The Alliance Defense Fund is sponsoring today’s event, in which participating pastors "will preach from their pulpits Sept. 28 about the moral qualifications of candidates seeking political office" in order to protest the IRS rule requiring that tax-exempt organizations "not participate in, or intervene in (including the publishing or distributing of statements), any political campaign on behalf of (or in opposition to) any candidate for public office."



I love the idea, though I think the ADF could have achieved a more pointed effect by revisiting another landmark infringement on religious liberty. In 1987, gay student groups at Georgetown sued the school for recognition as registered student organizations, and never mind the catechism. The bottom line after appeals was that Georgetown was not required to grant the clubs "official recognition," in violation of Catholic doctrine as the school understood it, but was required to furnish them with the same benefits as officially recognized clubs (a mailbox, an office, funding, a booth at the freshman bazaar, and so on).* If politically rambunctious pastors really wanted to turn the tables on the moneychangers, so to speak, they might employ the same bizarre logic. If official endorsement in Georgetown’s case meant a public statement, in so many words, and nothing less, perhaps "on behalf of (or in opposition to)" should be similarly narrow, and anything short of "All Christians must vote for [Smith]" taken not to qualify?



For more on Pulpit Freedom Sunday and the origins of the IRS rule, see Tara Ross’s article in Doublethink .

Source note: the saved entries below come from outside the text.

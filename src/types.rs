//! Core types used throughout LeadProbe
//!
//! Defines exchanges, trading pairs and the raw trade record shared by the
//! market-data sources and the analysis core.

use serde::{Deserialize, Serialize};
use std::fmt;
use std::str::FromStr;

use crate::error::DetectError;

/// Supported exchanges with a public trades endpoint
#[derive(Debug, Clone, Copy, PartialEq, Eq, Hash, PartialOrd, Ord, Serialize, Deserialize)]
#[serde(rename_all = "lowercase")]
pub enum ExchangeId {
    Binance,
    Bybit,
    Coinbase,
    Mexc,
}

impl ExchangeId {
    pub const ALL: [ExchangeId; 4] = [
        ExchangeId::Binance,
        ExchangeId::Bybit,
        ExchangeId::Coinbase,
        ExchangeId::Mexc,
    ];

    /// Lowercase identifier used in config and CLI flags
    pub fn as_str(&self) -> &'static str {
        match self {
            ExchangeId::Binance => "binance",
            ExchangeId::Bybit => "bybit",
            ExchangeId::Coinbase => "coinbase",
            ExchangeId::Mexc => "mexc",
        }
    }
}

impl FromStr for ExchangeId {
    type Err = DetectError;

    fn from_str(s: &str) -> Result<Self, Self::Err> {
        match s.trim().to_lowercase().as_str() {
            "binance" => Ok(ExchangeId::Binance),
            "bybit" => Ok(ExchangeId::Bybit),
            "coinbase" | "coinbase-exchange" | "gdax" => Ok(ExchangeId::Coinbase),
            "mexc" | "mxc" => Ok(ExchangeId::Mexc),
            other => Err(DetectError::UnknownExchange(other.to_string())),
        }
    }
}

impl fmt::Display for ExchangeId {
    fn fmt(&self, f: &mut fmt::Formatter<'_>) -> fmt::Result {
        f.write_str(self.as_str())
    }
}

/// Quote assets recognised when splitting a concatenated symbol like `BTCUSDT`.
/// Longer suffixes first so `USDT` wins over `USD`.
const KNOWN_QUOTES: [&str; 7] = ["USDT", "USDC", "FDUSD", "USD", "EUR", "BTC", "ETH"];

/// A spot trading pair, independent of any exchange's spelling
#[derive(Debug, Clone, PartialEq, Eq, Hash, Serialize, Deserialize)]
pub struct TradingPair {
    pub base: String,
    pub quote: String,
}

impl TradingPair {
    pub fn new(base: &str, quote: &str) -> Self {
        Self {
            base: base.trim().to_uppercase(),
            quote: quote.trim().to_uppercase(),
        }
    }

    /// Concatenated form used by Binance, Bybit and MEXC (e.g. `BTCUSDT`)
    pub fn concat(&self) -> String {
        format!("{}{}", self.base, self.quote)
    }

    /// Dashed form used by Coinbase (e.g. `BTC-USD`)
    pub fn dashed(&self) -> String {
        format!("{}-{}", self.base, self.quote)
    }

    /// This pair followed by the pairs most exchanges treat as equivalent.
    ///
    /// USD stablecoins are interchangeable for leadership purposes, so a
    /// `BTC/USDT` request may be served from `BTC-USD` on a venue that has
    /// no USDT book.
    pub fn equivalents(&self) -> Vec<TradingPair> {
        let mut pairs = vec![self.clone()];
        let dollar_quotes = ["USDT", "USD", "USDC"];
        if dollar_quotes.contains(&self.quote.as_str()) {
            for quote in dollar_quotes {
                if quote != self.quote {
                    pairs.push(TradingPair::new(&self.base, quote));
                }
            }
        }
        pairs
    }
}

impl FromStr for TradingPair {
    type Err = DetectError;

    fn from_str(s: &str) -> Result<Self, Self::Err> {
        let cleaned = s.trim().to_uppercase();
        if let Some((base, quote)) = cleaned.split_once(['/', '-', '_', ':']) {
            if !base.is_empty() && !quote.is_empty() {
                return Ok(TradingPair::new(base, quote));
            }
        } else {
            for quote in KNOWN_QUOTES {
                if let Some(base) = cleaned.strip_suffix(quote) {
                    if !base.is_empty() {
                        return Ok(TradingPair::new(base, quote));
                    }
                }
            }
        }
        Err(DetectError::InvalidSymbol(s.to_string()))
    }
}

impl fmt::Display for TradingPair {
    fn fmt(&self, f: &mut fmt::Formatter<'_>) -> fmt::Result {
        write!(f, "{}/{}", self.base, self.quote)
    }
}

/// A single executed trade as reported by an exchange
#[derive(Debug, Clone, Copy, PartialEq, Serialize, Deserialize)]
pub struct Trade {
    /// Execution time (epoch milliseconds)
    pub ts: i64,
    pub price: f64,
}

impl Trade {
    pub fn new(ts: i64, price: f64) -> Self {
        Self { ts, price }
    }

    pub fn is_valid(&self) -> bool {
        self.price.is_finite() && self.price > 0.0
    }
}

*Then there was the Armstrong Amendment and much later there was Dale , which this guy thinks will matter , and, besides, Georgetown came to an agreement with the clubs in 1989 rather than take the case to the Supreme Court, which they might otherwise have done. A similar antidiscrimination case in 2005 of a gay student group suing a Catholic university for recognition ( Romeo v. Seton Hall ) was decided in favor of Seton Hall, but on the basis of a New Jersey statutory exemption for religious institutions, not on the logic that religious institutions have a right to theological integrity, or even "expressive association," that supersedes certain kinds of antidiscrimination claims. In any event, the contortions of ‘87 remain memorable.